The Lenvima data here, it's not a randomized prospective study. It's a retrospective data set from the U.S., I believe, where they have measured Progression-Free Survival. These patients, they got Lenvima monotherapy, second-line after Tecentriq Avastin. The interesting part is that median Progression-Free Survival in that data set aligns sort of with the others, i.e., it does signal it is a challenging patient group to treat sort of post Tecentriq Avastin as well. Clearly, it's a retrospective data set, so it's, it's not as sort of robust, but it, it aligns with the others. They did not measure Overall Response Rate in that population, and that's why it says not available on the right-hand side. It is, so Pia usually calls it a data desert when it comes to second-line population post Atezolbev.

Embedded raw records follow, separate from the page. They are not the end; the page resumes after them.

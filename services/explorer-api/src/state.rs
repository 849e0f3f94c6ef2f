//! Application state and per-session actors.

use std::collections::HashMap;
use std::sync::Arc;
use std::time::Duration;

use metrics::gauge;
use serde::Serialize;
use tokio::sync::{mpsc, oneshot, RwLock};
use tokio::task::JoinHandle;
use tokio::time::Instant;
use tracing::{debug, info};
use uuid::Uuid;

use explorer::{
    ControllerState, PassReport, ReactiveController, SessionContext, SurfaceSnapshot, UiEvent,
};
use wms_common::{WmsError, WmsResult};

/// Queued commands per session before senders wait.
const SESSION_QUEUE_DEPTH: usize = 32;

/// Fastest the idle sweeper will run.
const MIN_SWEEP_INTERVAL: Duration = Duration::from_secs(1);

/// Shared application state.
pub struct AppState {
    pub controller: Arc<ReactiveController>,
    /// Sessions untouched for longer than this are evicted
    idle_timeout: Duration,
    sessions: RwLock<HashMap<Uuid, SessionEntry>>,
}

struct SessionEntry {
    handle: SessionHandle,
    last_used: Instant,
}

impl AppState {
    pub fn new(controller: Arc<ReactiveController>, idle_timeout: Duration) -> Self {
        Self {
            controller,
            idle_timeout,
            sessions: RwLock::new(HashMap::new()),
        }
    }

    /// Spawn a session and run its initial pass.
    pub async fn create_session(&self) -> WmsResult<EventOutcome> {
        let id = Uuid::new_v4();
        let (tx, rx) = mpsc::channel(SESSION_QUEUE_DEPTH);
        tokio::spawn(run_session(id, self.controller.clone(), rx));

        let handle = SessionHandle { commands: tx };
        let outcome = handle.request(SessionCommand::Initialize).await?;

        let mut sessions = self.sessions.write().await;
        sessions.insert(
            id,
            SessionEntry {
                handle,
                last_used: Instant::now(),
            },
        );
        gauge!("explorer_sessions_active").set(sessions.len() as f64);
        info!(session = %id, "Created session");
        Ok(outcome)
    }

    /// Look up a session and mark it as used.
    pub async fn session(&self, id: &Uuid) -> Option<SessionHandle> {
        let mut sessions = self.sessions.write().await;
        let entry = sessions.get_mut(id)?;
        entry.last_used = Instant::now();
        Some(entry.handle.clone())
    }

    /// Drop a session; its actor exits once in-flight commands finish.
    pub async fn remove_session(&self, id: &Uuid) -> bool {
        let mut sessions = self.sessions.write().await;
        let removed = sessions.remove(id).is_some();
        gauge!("explorer_sessions_active").set(sessions.len() as f64);
        if removed {
            info!(session = %id, "Removed session");
        }
        removed
    }

    pub async fn session_count(&self) -> usize {
        self.sessions.read().await.len()
    }

    /// Drop every session idle for longer than the idle timeout.
    ///
    /// Returns the number evicted. A pass already in flight finishes; the
    /// actor exits once its last handle is gone.
    pub async fn evict_idle(&self) -> usize {
        let now = Instant::now();
        let mut sessions = self.sessions.write().await;
        let before = sessions.len();
        sessions.retain(|id, entry| {
            let keep = now.duration_since(entry.last_used) <= self.idle_timeout;
            if !keep {
                info!(session = %id, "Evicting idle session");
            }
            keep
        });
        let evicted = before - sessions.len();
        gauge!("explorer_sessions_active").set(sessions.len() as f64);
        evicted
    }

    /// Run [`AppState::evict_idle`] periodically until the state is dropped.
    pub fn spawn_idle_sweeper(self: &Arc<Self>) -> JoinHandle<()> {
        let period = (self.idle_timeout / 2).max(MIN_SWEEP_INTERVAL);
        let state = Arc::downgrade(self);

        tokio::spawn(async move {
            let mut ticker = tokio::time::interval(period);
            loop {
                ticker.tick().await;
                let Some(state) = state.upgrade() else {
                    break;
                };
                let evicted = state.evict_idle().await;
                if evicted > 0 {
                    debug!(evicted, "Idle sweep");
                }
            }
        })
    }
}

/// Serializable view of one session.
#[derive(Debug, Clone, Serialize)]
pub struct SessionView {
    pub session_id: Uuid,
    pub state: ControllerState,
    pub passes: u64,
    pub snapshot: SurfaceSnapshot,
}

/// Result of a pass together with the session state after it.
#[derive(Debug)]
pub struct EventOutcome {
    pub result: WmsResult<PassReport>,
    pub view: SessionView,
}

enum SessionCommand {
    Initialize(oneshot::Sender<EventOutcome>),
    Event(UiEvent, oneshot::Sender<EventOutcome>),
    View(oneshot::Sender<SessionView>),
}

/// Sending side of a session actor.
#[derive(Clone)]
pub struct SessionHandle {
    commands: mpsc::Sender<SessionCommand>,
}

impl SessionHandle {
    /// Queue `event` and wait for its pass to finish.
    pub async fn dispatch(&self, event: UiEvent) -> WmsResult<EventOutcome> {
        self.request(|reply| SessionCommand::Event(event, reply)).await
    }

    pub async fn view(&self) -> WmsResult<SessionView> {
        self.request(SessionCommand::View).await
    }

    async fn request<T>(
        &self,
        command: impl FnOnce(oneshot::Sender<T>) -> SessionCommand,
    ) -> WmsResult<T> {
        let (reply_tx, reply_rx) = oneshot::channel();
        self.commands
            .send(command(reply_tx))
            .await
            .map_err(|_| session_closed())?;
        reply_rx.await.map_err(|_| session_closed())
    }
}

fn session_closed() -> WmsError {
    WmsError::InternalError("Session actor has stopped".to_string())
}

/// Owns one session's context and surface; handles commands one at a time.
async fn run_session(
    id: Uuid,
    controller: Arc<ReactiveController>,
    mut commands: mpsc::Receiver<SessionCommand>,
) {
    let mut ctx = SessionContext::new(id.to_string());
    let mut surface = SurfaceSnapshot::default();

    while let Some(command) = commands.recv().await {
        match command {
            SessionCommand::Initialize(reply) => {
                let result = controller.initialize(&mut ctx, &mut surface).await;
                let _ = reply.send(EventOutcome {
                    result,
                    view: view(id, &ctx, &surface),
                });
            }
            SessionCommand::Event(event, reply) => {
                let result = controller.handle(&mut ctx, event, &mut surface).await;
                let _ = reply.send(EventOutcome {
                    result,
                    view: view(id, &ctx, &surface),
                });
            }
            SessionCommand::View(reply) => {
                let _ = reply.send(view(id, &ctx, &surface));
            }
        }
    }

    debug!(session = %id, passes = ctx.passes, "Session actor stopped");
}

fn view(id: Uuid, ctx: &SessionContext, surface: &SurfaceSnapshot) -> SessionView {
    SessionView {
        session_id: id,
        state: ctx.state,
        passes: ctx.passes,
        snapshot: surface.clone(),
    }
}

we are kind of breaking new ground or trailblazing a bit with regards to sort of running this study and, and, and looking at sort of data or efficacy in this population.

Klas Palin
Commissioned Research, Carnegie Investment Bank

sounds good. Then my last question would be about business development. Are you increasing your efforts to find a partner when you have this data, or the data are starting to mature?

Jens Lindberg
CEO, Medivir

There are two answers to that question. The short answer is yes. The slightly longer answer is clearly, sort of I mean, we've had sort of efforts ongoing or sort of we, we, we continue to speak with, and it's been super clear that sort of, let's start to generate clinical data, in, in that second line space. Now that we are, and since there's an open label study and we can follow the maturing of the data kind of continuously, that clearly opens the door for engaging sort of in more detailed discussions. Yes, it's definitely... I mean, that, that's the other exciting part about sort of generating the data, is that it, it does open the door for discussions, because that's what, what a potential partner wants to see.

Klas Palin
Commissioned Research, Carnegie Investment Bank

Perfect. That was all for me for now. Thank you for taking my questions.

Jens Lindberg
CEO, Medivir

Thank you, Klas.

Operator

As a reminder, if you wish to ask a question, please dial star five on your telephone keypad. There are no more questions at this time, I hand the conference back to the speakers for any closing comments.

Jens Lindberg
CEO, Medivir

we will, in addition to leaving you with sort of the, the, sort of the, the, the excitement that we have hopefully been able to convey, regarding sort of where we are with the program and what we see looking forward, with some upcoming activities, going forward. we will have a number of presentations at sort of healthcare conferences in, in the coming sort of few weeks and a month. we will also be sharing some non-clinical data at the ILCA Congress in Amsterdam on September 7th through 9th. We'll share a bit more detail about that later.

Perhaps then, most importantly, what we're also planning to do, on the back of sort of encouraging sort of data we're seeing and as we are planning ahead, we are sort of planning to host an expert perspectives webcast together with KOL experts in our Scientific Advisory Council on the sort of current unmet medical need and the future treatment landscape in terms of the importance of liver-targeted sort of treatments in the field of HCC. That we're planning to hold. The current planning assumption is that we'll hold it at the webcast at the, the ILCA Congress, and, and, and sort of broadcast it out for, for everyone to attend wherever they are in the world.

We do have the council sort of gathered at the congress for other activities, so we will look to take advantage of that and maybe hold an hour session or so. More details on that, exactly when it happens and login details, we will of course, communicate in advance before that. With that, thank you all for dialing in and logging in on a Friday afternoon. Hopefully you share our excitement about where we are and where we're moving to. With that, thank you and have a great weekend.